Assignment. Below are entries. Pull out all lines containing "segments".

[Entries taken from a collection]
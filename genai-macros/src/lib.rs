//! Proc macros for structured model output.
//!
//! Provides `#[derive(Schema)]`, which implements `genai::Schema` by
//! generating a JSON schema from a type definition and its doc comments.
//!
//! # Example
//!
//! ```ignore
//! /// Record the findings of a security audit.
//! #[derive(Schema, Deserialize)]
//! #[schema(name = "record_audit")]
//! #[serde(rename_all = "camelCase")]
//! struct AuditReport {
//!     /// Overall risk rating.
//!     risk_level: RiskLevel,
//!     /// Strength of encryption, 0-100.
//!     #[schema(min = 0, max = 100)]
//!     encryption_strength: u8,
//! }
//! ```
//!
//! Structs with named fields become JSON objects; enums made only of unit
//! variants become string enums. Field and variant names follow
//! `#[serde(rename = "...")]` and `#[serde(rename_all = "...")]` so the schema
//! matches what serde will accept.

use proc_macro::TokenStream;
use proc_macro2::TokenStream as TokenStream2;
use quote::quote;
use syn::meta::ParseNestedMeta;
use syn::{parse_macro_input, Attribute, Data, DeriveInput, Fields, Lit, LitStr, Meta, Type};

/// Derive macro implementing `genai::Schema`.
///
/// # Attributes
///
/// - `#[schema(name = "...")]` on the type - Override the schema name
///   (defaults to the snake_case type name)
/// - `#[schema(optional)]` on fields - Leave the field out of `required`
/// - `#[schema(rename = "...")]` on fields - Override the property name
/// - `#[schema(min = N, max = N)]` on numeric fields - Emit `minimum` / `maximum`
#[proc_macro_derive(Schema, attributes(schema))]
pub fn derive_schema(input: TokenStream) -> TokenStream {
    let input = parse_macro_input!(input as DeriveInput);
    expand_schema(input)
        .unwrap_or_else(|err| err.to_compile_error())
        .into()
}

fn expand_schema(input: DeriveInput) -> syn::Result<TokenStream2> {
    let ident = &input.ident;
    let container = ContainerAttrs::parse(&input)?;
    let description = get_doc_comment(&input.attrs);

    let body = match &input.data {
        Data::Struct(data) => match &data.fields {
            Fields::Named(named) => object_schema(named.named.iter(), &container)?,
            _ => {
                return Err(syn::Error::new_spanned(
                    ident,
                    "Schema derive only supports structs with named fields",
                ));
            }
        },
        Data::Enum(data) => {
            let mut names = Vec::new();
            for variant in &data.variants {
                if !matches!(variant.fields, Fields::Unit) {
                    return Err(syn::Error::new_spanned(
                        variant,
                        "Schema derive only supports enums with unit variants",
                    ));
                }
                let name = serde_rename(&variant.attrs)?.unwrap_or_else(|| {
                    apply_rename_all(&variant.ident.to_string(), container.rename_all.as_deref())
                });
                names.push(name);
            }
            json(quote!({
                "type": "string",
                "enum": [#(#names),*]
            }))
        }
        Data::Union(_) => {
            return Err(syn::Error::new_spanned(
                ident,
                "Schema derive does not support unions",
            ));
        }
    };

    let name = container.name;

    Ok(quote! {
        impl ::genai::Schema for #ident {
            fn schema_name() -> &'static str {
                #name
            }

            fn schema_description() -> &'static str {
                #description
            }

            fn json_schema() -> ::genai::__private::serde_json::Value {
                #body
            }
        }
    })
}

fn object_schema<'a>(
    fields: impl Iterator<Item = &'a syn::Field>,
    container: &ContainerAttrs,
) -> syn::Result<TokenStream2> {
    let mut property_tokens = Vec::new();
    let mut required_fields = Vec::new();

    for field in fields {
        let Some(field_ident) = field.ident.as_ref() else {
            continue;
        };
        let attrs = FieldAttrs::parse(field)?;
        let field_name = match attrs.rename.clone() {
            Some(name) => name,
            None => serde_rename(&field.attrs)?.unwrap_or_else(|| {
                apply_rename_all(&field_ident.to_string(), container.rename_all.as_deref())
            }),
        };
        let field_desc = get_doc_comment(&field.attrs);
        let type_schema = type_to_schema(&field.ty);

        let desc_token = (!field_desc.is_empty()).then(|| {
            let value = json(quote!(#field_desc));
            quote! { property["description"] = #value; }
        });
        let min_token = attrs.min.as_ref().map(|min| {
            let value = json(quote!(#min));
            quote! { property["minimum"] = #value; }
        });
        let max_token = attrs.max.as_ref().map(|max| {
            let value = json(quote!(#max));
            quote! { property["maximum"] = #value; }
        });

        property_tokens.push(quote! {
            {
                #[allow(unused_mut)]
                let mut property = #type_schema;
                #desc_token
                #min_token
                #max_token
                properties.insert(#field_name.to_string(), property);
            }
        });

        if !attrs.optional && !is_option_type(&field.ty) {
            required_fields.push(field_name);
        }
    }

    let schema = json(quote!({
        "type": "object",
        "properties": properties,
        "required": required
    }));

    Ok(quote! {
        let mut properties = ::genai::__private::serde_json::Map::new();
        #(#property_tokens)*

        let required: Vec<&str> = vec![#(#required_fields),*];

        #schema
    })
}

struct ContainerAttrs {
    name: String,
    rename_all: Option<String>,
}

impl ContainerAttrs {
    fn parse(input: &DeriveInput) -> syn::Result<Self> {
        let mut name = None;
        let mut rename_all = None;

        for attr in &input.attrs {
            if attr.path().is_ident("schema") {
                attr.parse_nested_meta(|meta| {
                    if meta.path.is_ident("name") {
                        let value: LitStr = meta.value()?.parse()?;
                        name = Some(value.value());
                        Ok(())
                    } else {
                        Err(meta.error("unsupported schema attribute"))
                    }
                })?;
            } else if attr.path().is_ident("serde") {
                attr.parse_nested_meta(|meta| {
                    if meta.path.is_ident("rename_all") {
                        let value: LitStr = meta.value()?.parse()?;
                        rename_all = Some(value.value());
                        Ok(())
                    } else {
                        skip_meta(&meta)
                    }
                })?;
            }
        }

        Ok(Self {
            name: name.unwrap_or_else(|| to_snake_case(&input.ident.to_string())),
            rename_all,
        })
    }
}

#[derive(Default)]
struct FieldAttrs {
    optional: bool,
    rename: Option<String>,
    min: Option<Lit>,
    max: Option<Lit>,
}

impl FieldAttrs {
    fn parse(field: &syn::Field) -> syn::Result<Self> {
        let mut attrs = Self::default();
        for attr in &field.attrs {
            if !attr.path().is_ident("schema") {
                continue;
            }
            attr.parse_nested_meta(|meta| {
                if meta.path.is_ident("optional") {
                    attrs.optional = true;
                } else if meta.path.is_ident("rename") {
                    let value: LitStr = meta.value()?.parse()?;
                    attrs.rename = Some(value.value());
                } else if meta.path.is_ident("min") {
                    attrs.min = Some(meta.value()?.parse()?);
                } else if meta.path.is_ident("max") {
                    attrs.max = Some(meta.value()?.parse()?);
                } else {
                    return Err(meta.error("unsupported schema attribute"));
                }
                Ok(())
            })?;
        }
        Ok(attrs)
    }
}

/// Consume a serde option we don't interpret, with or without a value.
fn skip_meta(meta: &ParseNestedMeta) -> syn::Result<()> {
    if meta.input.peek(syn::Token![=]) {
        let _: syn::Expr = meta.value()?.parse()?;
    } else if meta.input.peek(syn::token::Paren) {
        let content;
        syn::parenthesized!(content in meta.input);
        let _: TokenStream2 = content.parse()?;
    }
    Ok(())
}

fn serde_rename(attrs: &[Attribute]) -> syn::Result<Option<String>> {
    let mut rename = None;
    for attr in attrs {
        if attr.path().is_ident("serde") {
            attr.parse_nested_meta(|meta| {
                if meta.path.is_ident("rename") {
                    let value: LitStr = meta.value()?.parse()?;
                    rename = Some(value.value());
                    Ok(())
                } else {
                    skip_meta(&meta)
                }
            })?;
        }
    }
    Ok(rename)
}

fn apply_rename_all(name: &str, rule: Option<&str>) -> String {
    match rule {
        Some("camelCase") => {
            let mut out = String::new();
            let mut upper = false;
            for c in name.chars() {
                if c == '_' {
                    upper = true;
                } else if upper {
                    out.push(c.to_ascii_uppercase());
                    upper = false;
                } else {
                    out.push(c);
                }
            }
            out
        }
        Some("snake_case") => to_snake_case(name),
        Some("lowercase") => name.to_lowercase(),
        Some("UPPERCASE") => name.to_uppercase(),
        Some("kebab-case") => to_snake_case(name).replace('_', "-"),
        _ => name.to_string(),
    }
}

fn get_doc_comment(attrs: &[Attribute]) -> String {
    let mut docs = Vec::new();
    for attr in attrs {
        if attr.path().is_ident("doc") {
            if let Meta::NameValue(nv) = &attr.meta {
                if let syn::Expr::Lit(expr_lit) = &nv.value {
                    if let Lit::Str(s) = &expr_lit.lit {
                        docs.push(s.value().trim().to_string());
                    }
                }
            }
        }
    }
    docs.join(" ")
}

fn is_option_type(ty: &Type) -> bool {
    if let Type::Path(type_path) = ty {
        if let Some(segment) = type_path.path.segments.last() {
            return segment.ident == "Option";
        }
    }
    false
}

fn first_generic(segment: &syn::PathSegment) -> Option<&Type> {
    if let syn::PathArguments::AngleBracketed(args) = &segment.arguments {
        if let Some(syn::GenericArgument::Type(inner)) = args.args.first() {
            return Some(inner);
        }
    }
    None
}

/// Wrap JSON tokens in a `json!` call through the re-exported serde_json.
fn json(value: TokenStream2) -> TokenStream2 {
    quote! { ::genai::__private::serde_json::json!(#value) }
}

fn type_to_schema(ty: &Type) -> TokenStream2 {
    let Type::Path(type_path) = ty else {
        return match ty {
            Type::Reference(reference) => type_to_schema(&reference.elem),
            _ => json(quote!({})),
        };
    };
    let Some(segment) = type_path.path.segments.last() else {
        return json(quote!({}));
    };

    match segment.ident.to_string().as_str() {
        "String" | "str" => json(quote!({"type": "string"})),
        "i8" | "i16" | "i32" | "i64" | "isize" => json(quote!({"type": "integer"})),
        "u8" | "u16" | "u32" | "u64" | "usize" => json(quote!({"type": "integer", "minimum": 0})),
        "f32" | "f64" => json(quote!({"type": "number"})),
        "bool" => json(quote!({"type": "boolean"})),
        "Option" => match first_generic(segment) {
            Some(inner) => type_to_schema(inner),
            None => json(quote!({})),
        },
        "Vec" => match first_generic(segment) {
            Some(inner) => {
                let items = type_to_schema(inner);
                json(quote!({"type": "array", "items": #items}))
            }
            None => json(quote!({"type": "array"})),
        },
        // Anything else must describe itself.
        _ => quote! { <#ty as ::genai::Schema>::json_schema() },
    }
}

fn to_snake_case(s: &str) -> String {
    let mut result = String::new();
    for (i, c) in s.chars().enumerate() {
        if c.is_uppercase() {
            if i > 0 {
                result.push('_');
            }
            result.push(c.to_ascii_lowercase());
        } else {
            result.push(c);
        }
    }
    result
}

Solution to the problem.
        if let Some(segment) = type_path.path.segments.last() {
    let Some(segment) = type_path.path.segments.last() else {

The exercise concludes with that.